Activity: Give the number of lines in the data that hold the word "ApiResponseError", and nothing else.

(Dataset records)

use chrono::{DateTime, Duration, TimeZone, Utc};
use tokio::sync::RwLock;

use crate::error::{AwsError, Result};
use crate::sigv4;

const FORM_CONTENT_TYPE: &str = "application/x-www-form-urlencoded";

/// Refresh assumed-role credentials this long before they expire.
const EXPIRY_SKEW_SECS: i64 = 60;

/// Static AWS credentials used to sign requests.
#[derive(Debug, Clone)]
pub struct AwsCredentials {
    pub access_key_id: String,
    pub secret_access_key: String,
    pub session_token: Option<String>,
}

impl AwsCredentials {
    /// Reads `AWS_ACCESS_KEY_ID`, `AWS_SECRET_ACCESS_KEY` and the optional
    /// `AWS_SESSION_TOKEN` from the environment.
    ///
    /// # Errors
    ///
    /// Returns [`AwsError::MissingCredentials`] naming the first variable
    /// that is absent.
    pub fn from_env() -> Result<Self> {
        let access_key_id = std::env::var("AWS_ACCESS_KEY_ID")
            .map_err(|_| AwsError::MissingCredentials("AWS_ACCESS_KEY_ID".to_string()))?;
        let secret_access_key = std::env::var("AWS_SECRET_ACCESS_KEY")
            .map_err(|_| AwsError::MissingCredentials("AWS_SECRET_ACCESS_KEY".to_string()))?;
        let session_token = std::env::var("AWS_SESSION_TOKEN").ok();
        Ok(Self {
            access_key_id,
            secret_access_key,
            session_token,
        })
    }
}

struct AssumedRole {
    credentials: AwsCredentials,
    expires_at: DateTime<Utc>,
}

/// Supplies signing credentials: the base static pair, or temporary
/// credentials from STS AssumeRole when a cross-account role is configured.
pub struct CredentialsProvider {
    base: AwsCredentials,
    region: String,
    assume_role_arn: Option<String>,
    session_name: String,
    client: reqwest::Client,
    cached: RwLock<Option<AssumedRole>>,
}

impl CredentialsProvider {
    pub fn new(
        base: AwsCredentials,
        region: &str,
        assume_role_arn: Option<String>,
    ) -> Result<Self> {
        let client = reqwest::Client::builder()
            .use_rustls_tls()
            .timeout(std::time::Duration::from_secs(30))
            .build()?;

        Ok(Self {
            base,
            region: region.to_string(),
            assume_role_arn,
            session_name: "database-collector".to_string(),
            client,
            cached: RwLock::new(None),
        })
    }

    /// Current signing credentials. With a role configured, assumed
    /// credentials are cached and refreshed shortly before expiry.
    pub async fn credentials(&self) -> Result<AwsCredentials> {
        let Some(role_arn) = self.assume_role_arn.clone() else {
            return Ok(self.base.clone());
        };

        {
            let cached = self.cached.read().await;
            if let Some(entry) = cached.as_ref() {
                if entry.expires_at - Utc::now() > Duration::seconds(EXPIRY_SKEW_SECS) {
                    return Ok(entry.credentials.clone());
                }
            }
        }

        let assumed = self.assume_role(&role_arn).await?;
        let credentials = assumed.credentials.clone();
        *self.cached.write().await = Some(assumed);
        tracing::debug!(role = %role_arn, "Refreshed assumed-role credentials");
        Ok(credentials)
    }

    async fn assume_role(&self, role_arn: &str) -> Result<AssumedRole> {
        let endpoint = format!("https://sts.{}.amazonaws.com/", self.region);
        let url: reqwest::Url = endpoint
            .parse()
            .map_err(|_| AwsError::ConfigError(format!("invalid STS endpoint {endpoint}")))?;

        let form = format!(
            "Action=AssumeRole&Version=2011-06-15&RoleArn={}&RoleSessionName={}&DurationSeconds=3600",
            sigv4::uri_encode(role_arn),
            sigv4::uri_encode(&self.session_name),
        );

        let signed = sigv4::sign(
            &self.base,
            &self.region,
            "sts",
            "POST",
            &url,
            &[("content-type", FORM_CONTENT_TYPE)],
            form.as_bytes(),
            Utc::now(),
        )?;

        let mut request = self
            .client
            .post(url)
            .header("Content-Type", FORM_CONTENT_TYPE)
            .header("Accept", "application/json")
            .header("X-Amz-Date", &signed.amz_date)
            .header("Authorization", &signed.authorization);
        if let Some(token) = &signed.security_token {
            request = request.header("X-Amz-Security-Token", token);
        }

        let response = request.body(form).send().await?;
        let status = response.status();
        let body = response.text().await?;
        if !status.is_success() {
            return Err(AwsError::HttpError {
                service: "sts".to_string(),
                status: status.as_u16(),
                body,
            });
        }

        let json: serde_json::Value = serde_json::from_str(&body)?;
        let credentials = json
            .pointer("/AssumeRoleResponse/AssumeRoleResult/Credentials")
            .ok_or_else(|| AwsError::ApiResponseError {
                service: "sts".to_string(),
                message: "missing Credentials in AssumeRole response".to_string(),
            })?;

        Ok(AssumedRole {
            credentials: AwsCredentials {
                access_key_id: string_field(credentials, "AccessKeyId")?,
                secret_access_key: string_field(credentials, "SecretAccessKey")?,
                session_token: Some(string_field(credentials, "SessionToken")?),
            },
            expires_at: parse_expiration(credentials.get("Expiration"))?,
        })
    }
}

fn string_field(value: &serde_json::Value, name: &str) -> Result<String> {
    value
        .get(name)
        .and_then(|v| v.as_str())
        .map(str::to_string)
        .ok_or_else(|| AwsError::ApiResponseError {
            service: "sts".to_string(),
            message: format!("missing {name} in AssumeRole credentials"),
        })
}

/// STS reports Expiration as epoch seconds in the JSON protocol, but ISO
/// timestamps show up in older serializations.
fn parse_expiration(value: Option<&serde_json::Value>) -> Result<DateTime<Utc>> {
    let invalid = |message: String| AwsError::ApiResponseError {
        service: "sts".to_string(),
        message,
    };
    let value = value
        .ok_or_else(|| invalid("missing Expiration in AssumeRole credentials".to_string()))?;

    if let Some(epoch) = value.as_f64() {
        return Utc
            .timestamp_opt(epoch as i64, 0)
            .single()
            .ok_or_else(|| invalid(format!("Expiration {epoch} out of range")));
    }
    if let Some(text) = value.as_str() {
        return DateTime::parse_from_rfc3339(text)
            .map(|dt| dt.with_timezone(&Utc))
            .map_err(|e| invalid(format!("invalid Expiration {text:?}: {e}")));
    }
    Err(invalid("Expiration is neither a number nor a string".to_string()))
}

#[cfg(test)]
mod tests {
    use super::*;

    fn static_credentials() -> AwsCredentials {
        AwsCredentials {
            access_key_id: "AKIDEXAMPLE".to_string(),
            secret_access_key: "secret".to_string(),
            session_token: None,
        }
    }

    #[tokio::test]
    async fn should_return_base_credentials_when_no_role_configured() {
        let provider = CredentialsProvider::new(static_credentials(), "us-west-2", None).unwrap();
        let credentials = provider.credentials().await.unwrap();
        assert_eq!(credentials.access_key_id, "AKIDEXAMPLE");
        assert!(credentials.session_token.is_none());
    }

    #[test]
    fn should_parse_epoch_expiration() {
        let value = serde_json::json!(1_735_689_600.0);
        let parsed = parse_expiration(Some(&value)).unwrap();
        assert_eq!(parsed.timestamp(), 1_735_689_600);
    }

    #[test]
    fn should_parse_iso_expiration() {
        let value = serde_json::json!("2025-01-01T00:00:00Z");
        let parsed = parse_expiration(Some(&value)).unwrap();
        assert_eq!(parsed.timestamp(), 1_735_689_600);
    }

    #[test]
    fn should_reject_malformed_expiration() {
        let value = serde_json::json!({"weird": true});
        assert!(parse_expiration(Some(&value)).is_err());
        assert!(parse_expiration(None).is_err());
    }
}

Reply to the task: 3